As used herein, “reducing” refers to a lowering or lessening, such as reducing symptoms of gonococcal infection. In some embodiments, administration of a vaccine as described herein, such as a NOMV vaccine, may result in “reduced” or lessened symptoms in the patient compared to a patient not been administered such a vaccine. “Reducing” may also refer to a reduction in disease symptoms as a result of a treatment as described herein, either alone, or co-administered with another drug.
As used herein, “subject” or “individual” or “patient” refers to any patient for whom or which therapy or treatment for gonococcal and/or meningococcal infection is desired, and generally refers to the recipient of the therapy. A “subject” or “patient” refers to any animal classified as a mammal, e.g., human and non-human mammals. Examples of non-human animals include dogs, cats, cattle, horses, sheep, pigs, goats, rabbits, etc. Unless otherwise noted, the terms “patient” or “subject” are used herein interchangeably. In some embodiments, a subject amenable for therapeutic applications of the disclosure may be a primate, e.g., human and non-human primates.

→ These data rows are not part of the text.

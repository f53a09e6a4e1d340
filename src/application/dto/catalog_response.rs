use crate::catalog::domain::{Catalog, Product};
use crate::catalog::services::SidebarTree;

/// Load outcome of one configured sheet
#[derive(Debug, Clone, PartialEq, Eq)]
pub struct SheetReport {
    pub name: String,
    /// Rows received (zero when the fetch failed)
    pub rows: usize,
    /// Failure description, if the fetch failed
    pub error: Option<String>,
}

impl SheetReport {
    pub fn loaded(name: impl Into<String>, rows: usize) -> Self {
        Self {
            name: name.into(),
            rows,
            error: None,
        }
    }

    pub fn failed(name: impl Into<String>, error: impl Into<String>) -> Self {
        Self {
            name: name.into(),
            rows: 0,
            error: Some(error.into()),
        }
    }

    pub fn is_failed(&self) -> bool {
        self.error.is_some()
    }
}

/// CatalogResponse - Internal response DTO from the build-catalog use case
///
/// Holds the full catalog plus the view the request asked for, so
/// adapters can render without re-running any domain logic.
#[derive(Debug, Clone)]
pub struct CatalogResponse {
    /// Every product, in aggregation order
    pub catalog: Catalog,
    /// Products matching the search, drivers sorted by OS
    pub products: Vec<Product>,
    /// Sidebar tree over `products`, when requested
    pub sidebar: Option<SidebarTree>,
    /// Per-sheet load outcome, in configured order
    pub sheets: Vec<SheetReport>,
    /// Human-readable load status
    pub status_message: String,
    /// True when every sheet failed and the sample dataset was used
    pub used_sample_data: bool,
    pub search: String,
}

impl CatalogResponse {
    pub fn failed_sheets(&self) -> impl Iterator<Item = &SheetReport> {
        self.sheets.iter().filter(|s| s.is_failed())
    }
}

As used herein, administration of a polynucleotide or vector into a host cell or a subject refers to introduction into the cell or the subject via any routinely practiced methods. This includes “transduction,” “transfection,” “transformation,” or “transducing,” as well known in the art. These terms all refer to standard processes for the introduction of an exogenous polynucleotide, e.g., a gonococcal protein, into a host cell (e.g., N. meningitidis) leading to expression of the polynucleotide, e.g., the transgene in the cell, and includes the use of plasmids and/or recombinant viruses to introduce the exogenous polynucleotide to the host cell. Transduction, transfection, or transformation of a polynucleotide in a cell may be determined by methods well known to the art including, but not limited to, protein expression (including steady state levels), e.g., by ELISA, flow cytometry and western blot, measurement of DNA and RNA by assays, e.g., northern blots, Southern blots, reporter function (Luc) assays, and/or gel shift mobility assays. Methods used for the introduction of the exogenous polynucleotide include well-known techniques such as bacterial and/or viral infection or transfection, lipofection, transformation, and electroporation, as well as other non-viral gene delivery techniques. The introduced polynucleotide may be stably or transiently maintained in the host cell.

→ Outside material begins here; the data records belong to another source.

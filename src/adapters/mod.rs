/// Adapters layer - Infrastructure implementations
///
/// Concrete implementations of the outbound ports: the sheet API client,
/// the local directory source, output writers, formatters and the
/// console progress reporter.
pub mod outbound;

“Transcriptional regulatory sequences” or “TRS” of use in the present disclosure generally include at least one transcriptional promoter and may also include one or more enhancers and/or terminators of transcription. “Operably linked” refers to an arrangement of two or more components, wherein the components so described are in a relationship permitting them to function in a coordinated manner. By way of illustration, a transcriptional regulatory sequence or a promoter is operably linked to a coding sequence if the TRS or promoter promotes transcription of the coding sequence. An operably linked TRS is generally joined in cis with the coding sequence, but it is not necessarily directly adjacent to it.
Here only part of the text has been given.